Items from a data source
※

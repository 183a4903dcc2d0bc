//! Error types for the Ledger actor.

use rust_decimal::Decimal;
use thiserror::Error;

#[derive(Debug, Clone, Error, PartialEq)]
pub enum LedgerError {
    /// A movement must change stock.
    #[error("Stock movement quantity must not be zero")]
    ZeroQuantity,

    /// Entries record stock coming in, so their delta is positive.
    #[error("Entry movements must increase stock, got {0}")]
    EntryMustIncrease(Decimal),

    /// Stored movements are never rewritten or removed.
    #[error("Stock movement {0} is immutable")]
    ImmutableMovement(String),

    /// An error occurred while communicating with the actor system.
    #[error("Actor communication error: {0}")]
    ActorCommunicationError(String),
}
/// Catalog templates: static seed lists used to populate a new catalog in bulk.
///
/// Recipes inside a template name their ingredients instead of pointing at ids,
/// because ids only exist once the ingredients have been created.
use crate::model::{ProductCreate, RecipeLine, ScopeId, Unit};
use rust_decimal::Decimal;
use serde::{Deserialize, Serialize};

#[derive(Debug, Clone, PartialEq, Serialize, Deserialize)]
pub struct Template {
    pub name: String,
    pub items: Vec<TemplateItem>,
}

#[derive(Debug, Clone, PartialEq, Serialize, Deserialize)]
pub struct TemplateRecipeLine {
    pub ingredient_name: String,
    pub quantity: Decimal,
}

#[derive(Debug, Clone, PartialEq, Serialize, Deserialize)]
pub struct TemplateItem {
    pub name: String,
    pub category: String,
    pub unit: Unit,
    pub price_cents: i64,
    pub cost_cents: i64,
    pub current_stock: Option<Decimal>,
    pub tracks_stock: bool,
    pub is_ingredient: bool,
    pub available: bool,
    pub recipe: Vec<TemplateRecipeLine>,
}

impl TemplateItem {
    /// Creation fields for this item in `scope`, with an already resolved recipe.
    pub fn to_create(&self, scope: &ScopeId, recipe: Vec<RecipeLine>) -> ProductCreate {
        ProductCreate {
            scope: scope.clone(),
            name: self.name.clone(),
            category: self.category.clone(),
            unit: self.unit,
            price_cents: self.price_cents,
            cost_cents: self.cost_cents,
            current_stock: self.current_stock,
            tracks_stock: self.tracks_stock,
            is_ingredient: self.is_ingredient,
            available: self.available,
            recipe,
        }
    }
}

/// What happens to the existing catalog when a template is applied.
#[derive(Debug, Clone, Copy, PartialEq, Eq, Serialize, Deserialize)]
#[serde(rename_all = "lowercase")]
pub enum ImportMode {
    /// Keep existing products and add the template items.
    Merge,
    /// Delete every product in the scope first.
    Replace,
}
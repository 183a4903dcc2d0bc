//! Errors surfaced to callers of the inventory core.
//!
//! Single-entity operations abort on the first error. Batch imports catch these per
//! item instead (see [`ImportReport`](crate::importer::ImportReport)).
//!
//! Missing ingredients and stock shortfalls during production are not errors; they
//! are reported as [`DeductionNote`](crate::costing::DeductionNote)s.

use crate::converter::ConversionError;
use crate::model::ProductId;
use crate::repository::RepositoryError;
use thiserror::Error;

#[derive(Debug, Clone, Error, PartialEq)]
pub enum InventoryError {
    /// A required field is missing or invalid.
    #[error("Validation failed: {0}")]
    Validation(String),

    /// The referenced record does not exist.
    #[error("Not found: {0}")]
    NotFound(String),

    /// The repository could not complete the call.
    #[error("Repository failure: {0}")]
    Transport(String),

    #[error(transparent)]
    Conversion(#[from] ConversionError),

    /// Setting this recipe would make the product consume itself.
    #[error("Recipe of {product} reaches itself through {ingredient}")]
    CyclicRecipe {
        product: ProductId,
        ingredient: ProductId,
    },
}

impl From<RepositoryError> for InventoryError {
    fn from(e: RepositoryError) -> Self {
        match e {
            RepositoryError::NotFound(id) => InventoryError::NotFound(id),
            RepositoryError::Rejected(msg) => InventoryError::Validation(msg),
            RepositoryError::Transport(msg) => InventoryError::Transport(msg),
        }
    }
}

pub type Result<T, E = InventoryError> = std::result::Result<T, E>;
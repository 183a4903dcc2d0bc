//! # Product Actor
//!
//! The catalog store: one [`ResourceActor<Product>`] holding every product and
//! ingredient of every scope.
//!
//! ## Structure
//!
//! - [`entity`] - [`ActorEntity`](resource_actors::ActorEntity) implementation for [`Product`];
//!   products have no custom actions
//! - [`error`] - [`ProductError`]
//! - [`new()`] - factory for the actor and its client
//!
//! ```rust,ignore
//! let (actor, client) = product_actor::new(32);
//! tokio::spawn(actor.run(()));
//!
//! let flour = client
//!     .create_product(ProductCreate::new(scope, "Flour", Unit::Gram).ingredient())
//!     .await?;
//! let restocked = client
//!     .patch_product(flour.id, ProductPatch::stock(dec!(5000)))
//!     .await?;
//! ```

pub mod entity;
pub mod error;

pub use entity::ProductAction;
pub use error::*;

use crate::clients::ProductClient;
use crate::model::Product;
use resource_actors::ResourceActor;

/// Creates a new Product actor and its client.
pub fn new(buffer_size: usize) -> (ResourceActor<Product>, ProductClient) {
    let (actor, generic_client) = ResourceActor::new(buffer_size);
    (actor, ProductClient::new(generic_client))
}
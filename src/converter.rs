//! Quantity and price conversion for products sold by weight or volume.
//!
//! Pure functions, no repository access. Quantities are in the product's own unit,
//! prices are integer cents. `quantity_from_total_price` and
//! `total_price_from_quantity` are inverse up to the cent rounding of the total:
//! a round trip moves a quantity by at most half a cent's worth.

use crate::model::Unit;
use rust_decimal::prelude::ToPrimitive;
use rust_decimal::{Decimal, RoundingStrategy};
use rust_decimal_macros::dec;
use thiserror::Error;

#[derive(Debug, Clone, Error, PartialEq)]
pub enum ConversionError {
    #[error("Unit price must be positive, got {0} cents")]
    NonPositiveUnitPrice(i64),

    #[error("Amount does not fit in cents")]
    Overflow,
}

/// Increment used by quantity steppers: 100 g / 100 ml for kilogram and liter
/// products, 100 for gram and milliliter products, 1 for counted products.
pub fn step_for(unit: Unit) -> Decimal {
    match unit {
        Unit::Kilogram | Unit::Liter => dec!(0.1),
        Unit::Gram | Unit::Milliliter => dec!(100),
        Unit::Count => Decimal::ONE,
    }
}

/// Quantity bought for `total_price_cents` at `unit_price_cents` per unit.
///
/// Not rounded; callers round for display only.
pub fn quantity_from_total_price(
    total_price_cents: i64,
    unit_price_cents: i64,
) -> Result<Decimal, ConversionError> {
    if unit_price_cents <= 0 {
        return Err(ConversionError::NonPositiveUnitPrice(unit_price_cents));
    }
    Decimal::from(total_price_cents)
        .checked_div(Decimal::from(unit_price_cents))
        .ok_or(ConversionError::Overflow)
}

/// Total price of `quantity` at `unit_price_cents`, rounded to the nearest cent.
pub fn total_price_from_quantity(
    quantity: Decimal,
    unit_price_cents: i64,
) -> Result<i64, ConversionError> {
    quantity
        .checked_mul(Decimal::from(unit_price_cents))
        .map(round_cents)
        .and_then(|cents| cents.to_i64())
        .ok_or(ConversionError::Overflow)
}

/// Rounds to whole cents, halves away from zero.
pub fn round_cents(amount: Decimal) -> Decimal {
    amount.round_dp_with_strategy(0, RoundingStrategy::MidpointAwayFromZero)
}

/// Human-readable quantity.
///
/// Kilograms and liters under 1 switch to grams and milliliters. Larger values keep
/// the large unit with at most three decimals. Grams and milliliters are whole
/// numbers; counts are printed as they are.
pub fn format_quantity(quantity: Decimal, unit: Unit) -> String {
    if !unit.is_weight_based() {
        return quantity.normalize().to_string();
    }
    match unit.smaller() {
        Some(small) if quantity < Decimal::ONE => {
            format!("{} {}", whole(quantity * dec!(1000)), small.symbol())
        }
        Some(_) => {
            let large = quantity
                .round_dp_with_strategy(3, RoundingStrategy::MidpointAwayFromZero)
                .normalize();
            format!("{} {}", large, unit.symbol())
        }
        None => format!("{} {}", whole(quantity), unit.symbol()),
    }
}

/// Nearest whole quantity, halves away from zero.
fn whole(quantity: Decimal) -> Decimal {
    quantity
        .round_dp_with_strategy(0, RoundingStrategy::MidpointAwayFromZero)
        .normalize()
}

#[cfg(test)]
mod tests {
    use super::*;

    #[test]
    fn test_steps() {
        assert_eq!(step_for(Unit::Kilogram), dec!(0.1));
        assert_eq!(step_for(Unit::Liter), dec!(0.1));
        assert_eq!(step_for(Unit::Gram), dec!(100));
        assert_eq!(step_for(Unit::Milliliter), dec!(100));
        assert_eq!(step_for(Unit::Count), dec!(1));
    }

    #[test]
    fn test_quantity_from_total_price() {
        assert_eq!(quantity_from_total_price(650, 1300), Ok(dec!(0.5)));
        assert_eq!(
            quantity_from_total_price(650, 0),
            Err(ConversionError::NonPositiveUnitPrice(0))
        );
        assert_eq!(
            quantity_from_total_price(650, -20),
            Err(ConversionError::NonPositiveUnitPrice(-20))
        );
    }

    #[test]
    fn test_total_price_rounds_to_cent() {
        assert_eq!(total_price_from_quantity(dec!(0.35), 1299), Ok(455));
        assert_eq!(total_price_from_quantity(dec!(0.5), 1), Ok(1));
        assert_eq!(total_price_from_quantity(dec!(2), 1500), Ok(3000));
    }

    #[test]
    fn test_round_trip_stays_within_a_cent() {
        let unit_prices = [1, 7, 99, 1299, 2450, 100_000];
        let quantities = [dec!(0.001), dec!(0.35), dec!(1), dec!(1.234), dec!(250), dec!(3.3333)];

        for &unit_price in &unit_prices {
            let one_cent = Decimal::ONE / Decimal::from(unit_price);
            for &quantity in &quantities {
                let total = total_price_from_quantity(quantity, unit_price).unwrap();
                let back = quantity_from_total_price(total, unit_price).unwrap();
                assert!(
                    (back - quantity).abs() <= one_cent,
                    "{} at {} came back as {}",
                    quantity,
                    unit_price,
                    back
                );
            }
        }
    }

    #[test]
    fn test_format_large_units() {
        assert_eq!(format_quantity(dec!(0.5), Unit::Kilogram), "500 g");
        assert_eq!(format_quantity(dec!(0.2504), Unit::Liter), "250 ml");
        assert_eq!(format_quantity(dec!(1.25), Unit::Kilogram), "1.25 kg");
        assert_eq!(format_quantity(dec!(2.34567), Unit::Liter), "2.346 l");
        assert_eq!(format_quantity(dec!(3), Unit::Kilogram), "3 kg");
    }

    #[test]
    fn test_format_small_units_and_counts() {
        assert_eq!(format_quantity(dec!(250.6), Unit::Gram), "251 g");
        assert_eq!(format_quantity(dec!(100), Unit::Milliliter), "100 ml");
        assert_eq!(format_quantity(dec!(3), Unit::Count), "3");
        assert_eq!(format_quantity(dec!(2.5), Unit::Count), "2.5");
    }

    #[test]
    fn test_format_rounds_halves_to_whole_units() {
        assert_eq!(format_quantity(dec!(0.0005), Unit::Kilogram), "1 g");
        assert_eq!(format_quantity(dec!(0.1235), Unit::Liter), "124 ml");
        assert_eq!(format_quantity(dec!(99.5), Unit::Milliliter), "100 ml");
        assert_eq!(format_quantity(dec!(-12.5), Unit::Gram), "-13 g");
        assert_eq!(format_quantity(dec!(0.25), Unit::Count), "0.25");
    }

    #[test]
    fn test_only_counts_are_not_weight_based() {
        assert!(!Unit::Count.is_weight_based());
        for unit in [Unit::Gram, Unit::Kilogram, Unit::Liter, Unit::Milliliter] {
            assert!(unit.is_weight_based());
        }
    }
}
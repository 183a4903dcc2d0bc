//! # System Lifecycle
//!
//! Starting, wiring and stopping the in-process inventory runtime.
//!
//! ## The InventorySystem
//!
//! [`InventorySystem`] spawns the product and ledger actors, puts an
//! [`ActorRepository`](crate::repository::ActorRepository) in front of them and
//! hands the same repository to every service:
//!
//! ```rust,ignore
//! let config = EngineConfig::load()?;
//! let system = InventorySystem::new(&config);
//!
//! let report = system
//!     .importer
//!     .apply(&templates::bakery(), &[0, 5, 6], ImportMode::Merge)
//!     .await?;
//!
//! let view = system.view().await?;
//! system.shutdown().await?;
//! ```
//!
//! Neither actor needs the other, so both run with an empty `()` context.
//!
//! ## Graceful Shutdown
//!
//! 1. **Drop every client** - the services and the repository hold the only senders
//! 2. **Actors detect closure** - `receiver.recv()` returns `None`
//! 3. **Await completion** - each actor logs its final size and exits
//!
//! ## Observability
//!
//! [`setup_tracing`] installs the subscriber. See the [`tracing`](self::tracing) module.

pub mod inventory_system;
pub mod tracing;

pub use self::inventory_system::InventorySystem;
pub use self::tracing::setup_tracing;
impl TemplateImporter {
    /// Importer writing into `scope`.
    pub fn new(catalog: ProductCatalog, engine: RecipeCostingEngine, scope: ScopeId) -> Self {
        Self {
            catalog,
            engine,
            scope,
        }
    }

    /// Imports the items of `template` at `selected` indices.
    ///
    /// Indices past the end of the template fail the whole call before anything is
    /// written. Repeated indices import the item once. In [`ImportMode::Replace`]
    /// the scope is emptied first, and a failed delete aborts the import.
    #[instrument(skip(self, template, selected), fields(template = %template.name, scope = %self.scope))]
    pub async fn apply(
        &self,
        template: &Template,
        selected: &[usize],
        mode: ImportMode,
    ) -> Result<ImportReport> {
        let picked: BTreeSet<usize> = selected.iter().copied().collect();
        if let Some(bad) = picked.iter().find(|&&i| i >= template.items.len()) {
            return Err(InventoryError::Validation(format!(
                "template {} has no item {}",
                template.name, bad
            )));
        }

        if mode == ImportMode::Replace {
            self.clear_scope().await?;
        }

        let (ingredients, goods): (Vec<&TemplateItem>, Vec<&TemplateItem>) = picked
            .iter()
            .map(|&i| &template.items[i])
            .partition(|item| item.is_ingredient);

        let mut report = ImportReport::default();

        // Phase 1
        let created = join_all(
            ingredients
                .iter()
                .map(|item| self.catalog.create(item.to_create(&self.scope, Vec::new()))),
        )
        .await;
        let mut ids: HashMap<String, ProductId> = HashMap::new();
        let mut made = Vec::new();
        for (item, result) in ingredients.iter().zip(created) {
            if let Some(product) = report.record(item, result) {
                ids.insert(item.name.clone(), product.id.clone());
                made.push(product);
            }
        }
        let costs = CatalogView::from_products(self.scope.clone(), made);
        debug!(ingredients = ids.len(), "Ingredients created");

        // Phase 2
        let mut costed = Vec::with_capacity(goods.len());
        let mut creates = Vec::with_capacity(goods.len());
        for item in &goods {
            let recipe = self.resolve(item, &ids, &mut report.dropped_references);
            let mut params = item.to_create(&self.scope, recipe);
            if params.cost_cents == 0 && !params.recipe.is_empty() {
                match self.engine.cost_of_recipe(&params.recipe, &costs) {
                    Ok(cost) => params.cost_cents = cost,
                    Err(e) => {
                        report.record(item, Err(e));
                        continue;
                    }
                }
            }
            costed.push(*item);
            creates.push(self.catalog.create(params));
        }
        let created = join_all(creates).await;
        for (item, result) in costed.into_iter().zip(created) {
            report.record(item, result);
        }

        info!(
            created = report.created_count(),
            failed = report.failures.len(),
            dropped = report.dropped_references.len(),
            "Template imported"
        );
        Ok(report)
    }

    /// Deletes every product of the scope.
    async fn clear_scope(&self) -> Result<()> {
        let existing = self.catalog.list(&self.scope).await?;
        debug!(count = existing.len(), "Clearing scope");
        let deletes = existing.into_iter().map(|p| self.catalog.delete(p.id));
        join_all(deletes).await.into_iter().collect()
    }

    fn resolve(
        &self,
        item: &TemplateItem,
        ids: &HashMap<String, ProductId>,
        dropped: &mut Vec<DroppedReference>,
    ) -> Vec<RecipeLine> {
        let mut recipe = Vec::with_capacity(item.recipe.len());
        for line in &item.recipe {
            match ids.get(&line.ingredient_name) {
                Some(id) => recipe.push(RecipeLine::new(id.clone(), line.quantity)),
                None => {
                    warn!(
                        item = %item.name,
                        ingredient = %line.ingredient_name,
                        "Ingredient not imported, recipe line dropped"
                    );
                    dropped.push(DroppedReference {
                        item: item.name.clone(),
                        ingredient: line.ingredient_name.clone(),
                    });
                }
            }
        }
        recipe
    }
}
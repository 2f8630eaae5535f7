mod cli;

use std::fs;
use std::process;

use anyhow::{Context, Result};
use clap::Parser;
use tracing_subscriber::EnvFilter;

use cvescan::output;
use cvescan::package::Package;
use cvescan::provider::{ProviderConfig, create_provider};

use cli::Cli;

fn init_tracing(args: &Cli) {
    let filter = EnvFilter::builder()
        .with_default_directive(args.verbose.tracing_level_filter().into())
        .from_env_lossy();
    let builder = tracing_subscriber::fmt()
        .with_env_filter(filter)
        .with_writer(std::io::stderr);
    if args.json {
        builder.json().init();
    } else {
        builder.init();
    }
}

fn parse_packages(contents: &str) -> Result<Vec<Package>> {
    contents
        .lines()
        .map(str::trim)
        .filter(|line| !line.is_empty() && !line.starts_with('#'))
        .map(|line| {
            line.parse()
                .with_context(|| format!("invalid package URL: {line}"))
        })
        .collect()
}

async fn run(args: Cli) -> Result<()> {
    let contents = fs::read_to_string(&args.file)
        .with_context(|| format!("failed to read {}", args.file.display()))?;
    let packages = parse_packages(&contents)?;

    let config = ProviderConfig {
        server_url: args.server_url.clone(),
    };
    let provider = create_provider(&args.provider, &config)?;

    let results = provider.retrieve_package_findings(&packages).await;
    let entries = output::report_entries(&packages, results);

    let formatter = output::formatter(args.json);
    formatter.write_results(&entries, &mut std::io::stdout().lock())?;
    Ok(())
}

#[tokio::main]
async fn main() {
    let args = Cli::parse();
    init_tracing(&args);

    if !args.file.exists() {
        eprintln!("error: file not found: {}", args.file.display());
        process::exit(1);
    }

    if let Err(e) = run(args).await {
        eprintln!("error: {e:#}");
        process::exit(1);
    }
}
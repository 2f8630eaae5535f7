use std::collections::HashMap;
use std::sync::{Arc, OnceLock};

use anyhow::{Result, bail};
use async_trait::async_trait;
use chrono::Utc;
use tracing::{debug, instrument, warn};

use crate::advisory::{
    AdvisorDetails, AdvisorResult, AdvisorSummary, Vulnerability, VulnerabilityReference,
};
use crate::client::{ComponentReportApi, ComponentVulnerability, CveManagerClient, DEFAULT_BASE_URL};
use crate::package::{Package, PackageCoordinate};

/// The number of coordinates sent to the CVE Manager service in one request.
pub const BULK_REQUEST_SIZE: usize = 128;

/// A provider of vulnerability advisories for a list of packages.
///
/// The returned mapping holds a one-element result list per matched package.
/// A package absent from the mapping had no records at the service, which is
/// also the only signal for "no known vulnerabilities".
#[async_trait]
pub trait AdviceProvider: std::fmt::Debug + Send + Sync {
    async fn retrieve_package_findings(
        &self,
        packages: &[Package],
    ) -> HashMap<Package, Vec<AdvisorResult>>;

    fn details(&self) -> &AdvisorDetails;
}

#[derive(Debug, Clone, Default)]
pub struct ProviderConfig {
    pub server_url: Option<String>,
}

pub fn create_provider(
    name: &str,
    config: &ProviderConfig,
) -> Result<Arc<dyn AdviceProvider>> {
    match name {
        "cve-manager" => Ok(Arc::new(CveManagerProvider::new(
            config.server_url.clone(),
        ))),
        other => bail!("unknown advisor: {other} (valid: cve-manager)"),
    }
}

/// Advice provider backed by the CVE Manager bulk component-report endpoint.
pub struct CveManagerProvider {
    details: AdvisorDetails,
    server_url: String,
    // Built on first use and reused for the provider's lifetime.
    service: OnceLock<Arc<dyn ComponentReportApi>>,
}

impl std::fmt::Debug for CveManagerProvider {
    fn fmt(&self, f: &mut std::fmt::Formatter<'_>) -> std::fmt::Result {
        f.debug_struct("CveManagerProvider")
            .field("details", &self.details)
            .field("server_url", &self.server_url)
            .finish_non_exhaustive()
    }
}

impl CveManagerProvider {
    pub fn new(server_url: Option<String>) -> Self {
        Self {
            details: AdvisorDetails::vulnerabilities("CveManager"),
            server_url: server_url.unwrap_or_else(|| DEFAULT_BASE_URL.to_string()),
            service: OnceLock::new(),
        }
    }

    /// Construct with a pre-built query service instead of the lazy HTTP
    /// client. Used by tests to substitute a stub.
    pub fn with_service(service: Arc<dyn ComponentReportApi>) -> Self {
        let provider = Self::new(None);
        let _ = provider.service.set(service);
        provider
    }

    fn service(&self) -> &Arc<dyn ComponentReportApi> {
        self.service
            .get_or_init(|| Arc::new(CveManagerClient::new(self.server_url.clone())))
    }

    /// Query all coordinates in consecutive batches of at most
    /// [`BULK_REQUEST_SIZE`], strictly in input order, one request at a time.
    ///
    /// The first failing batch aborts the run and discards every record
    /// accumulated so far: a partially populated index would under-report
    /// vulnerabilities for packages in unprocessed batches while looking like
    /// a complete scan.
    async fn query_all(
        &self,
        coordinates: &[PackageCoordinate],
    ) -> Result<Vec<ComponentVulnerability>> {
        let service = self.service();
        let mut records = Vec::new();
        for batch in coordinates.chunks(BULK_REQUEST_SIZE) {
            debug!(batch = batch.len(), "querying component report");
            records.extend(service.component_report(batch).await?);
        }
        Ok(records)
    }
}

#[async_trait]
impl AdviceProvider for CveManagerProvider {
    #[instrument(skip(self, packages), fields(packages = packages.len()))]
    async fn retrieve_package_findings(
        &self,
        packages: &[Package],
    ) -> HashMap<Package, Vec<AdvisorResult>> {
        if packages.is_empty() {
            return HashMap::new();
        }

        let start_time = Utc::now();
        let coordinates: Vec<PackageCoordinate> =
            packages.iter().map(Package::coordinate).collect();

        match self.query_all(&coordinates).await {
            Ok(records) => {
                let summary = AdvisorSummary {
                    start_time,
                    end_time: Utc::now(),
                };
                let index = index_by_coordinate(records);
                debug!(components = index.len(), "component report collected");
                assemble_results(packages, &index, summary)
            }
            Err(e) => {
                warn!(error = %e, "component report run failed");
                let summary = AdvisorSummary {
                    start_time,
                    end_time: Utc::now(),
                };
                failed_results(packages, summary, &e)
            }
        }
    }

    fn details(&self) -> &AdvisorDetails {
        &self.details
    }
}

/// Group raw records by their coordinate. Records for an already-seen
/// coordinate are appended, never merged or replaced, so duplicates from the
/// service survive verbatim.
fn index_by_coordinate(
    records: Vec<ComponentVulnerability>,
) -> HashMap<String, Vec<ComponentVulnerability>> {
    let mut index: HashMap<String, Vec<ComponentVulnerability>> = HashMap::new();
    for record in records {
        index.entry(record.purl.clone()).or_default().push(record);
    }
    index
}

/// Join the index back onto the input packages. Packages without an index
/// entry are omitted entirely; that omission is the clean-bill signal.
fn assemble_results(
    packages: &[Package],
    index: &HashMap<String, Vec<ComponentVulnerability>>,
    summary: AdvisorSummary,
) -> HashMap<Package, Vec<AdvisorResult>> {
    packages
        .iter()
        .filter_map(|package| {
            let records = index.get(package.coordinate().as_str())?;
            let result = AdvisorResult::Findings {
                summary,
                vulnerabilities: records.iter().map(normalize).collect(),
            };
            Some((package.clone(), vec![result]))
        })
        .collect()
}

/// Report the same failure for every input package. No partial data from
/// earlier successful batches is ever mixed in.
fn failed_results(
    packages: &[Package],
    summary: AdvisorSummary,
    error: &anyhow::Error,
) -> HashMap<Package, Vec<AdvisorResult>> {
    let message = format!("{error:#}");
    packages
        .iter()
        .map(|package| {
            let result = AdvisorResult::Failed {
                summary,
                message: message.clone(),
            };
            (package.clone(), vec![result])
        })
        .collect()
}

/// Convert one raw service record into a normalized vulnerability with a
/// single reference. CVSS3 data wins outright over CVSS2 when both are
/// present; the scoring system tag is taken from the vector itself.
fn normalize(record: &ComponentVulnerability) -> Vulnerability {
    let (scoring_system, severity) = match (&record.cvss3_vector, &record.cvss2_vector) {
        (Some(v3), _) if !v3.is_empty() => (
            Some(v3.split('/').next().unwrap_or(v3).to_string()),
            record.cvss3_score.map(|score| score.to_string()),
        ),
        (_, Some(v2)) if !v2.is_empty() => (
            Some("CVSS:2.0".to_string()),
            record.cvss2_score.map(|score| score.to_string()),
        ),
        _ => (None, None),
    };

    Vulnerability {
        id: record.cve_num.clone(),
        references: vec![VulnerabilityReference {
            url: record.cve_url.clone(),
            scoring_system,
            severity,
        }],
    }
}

※

Work required ▸
Restate word for word only the lines above from the line containing "missing or invalid." to the line containing "use crate::model::Product;", both of them included.

Response below ▸
    /// A required field is missing or invalid.
    #[error("Validation failed: {0}")]
    Validation(String),

    /// The referenced record does not exist.
    #[error("Not found: {0}")]
    NotFound(String),

    /// The repository could not complete the call.
    #[error("Repository failure: {0}")]
    Transport(String),

    #[error(transparent)]
    Conversion(#[from] ConversionError),

    /// Setting this recipe would make the product consume itself.
    #[error("Recipe of {product} reaches itself through {ingredient}")]
    CyclicRecipe {
        product: ProductId,
        ingredient: ProductId,
    },
}

impl From<RepositoryError> for InventoryError {
    fn from(e: RepositoryError) -> Self {
        match e {
            RepositoryError::NotFound(id) => InventoryError::NotFound(id),
            RepositoryError::Rejected(msg) => InventoryError::Validation(msg),
            RepositoryError::Transport(msg) => InventoryError::Transport(msg),
        }
    }
}

pub type Result<T, E = InventoryError> = std::result::Result<T, E>;
repository 183a4903dcc2d0bc
//! # Product Actor
//!
//! The catalog store: one [`ResourceActor<Product>`] holding every product and
//! ingredient of every scope.
//!
//! ## Structure
//!
//! - [`entity`] - [`ActorEntity`](resource_actors::ActorEntity) implementation for [`Product`];
//!   products have no custom actions
//! - [`error`] - [`ProductError`]
//! - [`new()`] - factory for the actor and its client
//!
//! ```rust,ignore
//! let (actor, client) = product_actor::new(32);
//! tokio::spawn(actor.run(()));
//!
//! let flour = client
//!     .create_product(ProductCreate::new(scope, "Flour", Unit::Gram).ingredient())
//!     .await?;
//! let restocked = client
//!     .patch_product(flour.id, ProductPatch::stock(dec!(5000)))
//!     .await?;
//! ```

pub mod entity;
pub mod error;

pub use entity::ProductAction;
pub use error::*;

use crate::clients::ProductClient;
use crate::model::Product;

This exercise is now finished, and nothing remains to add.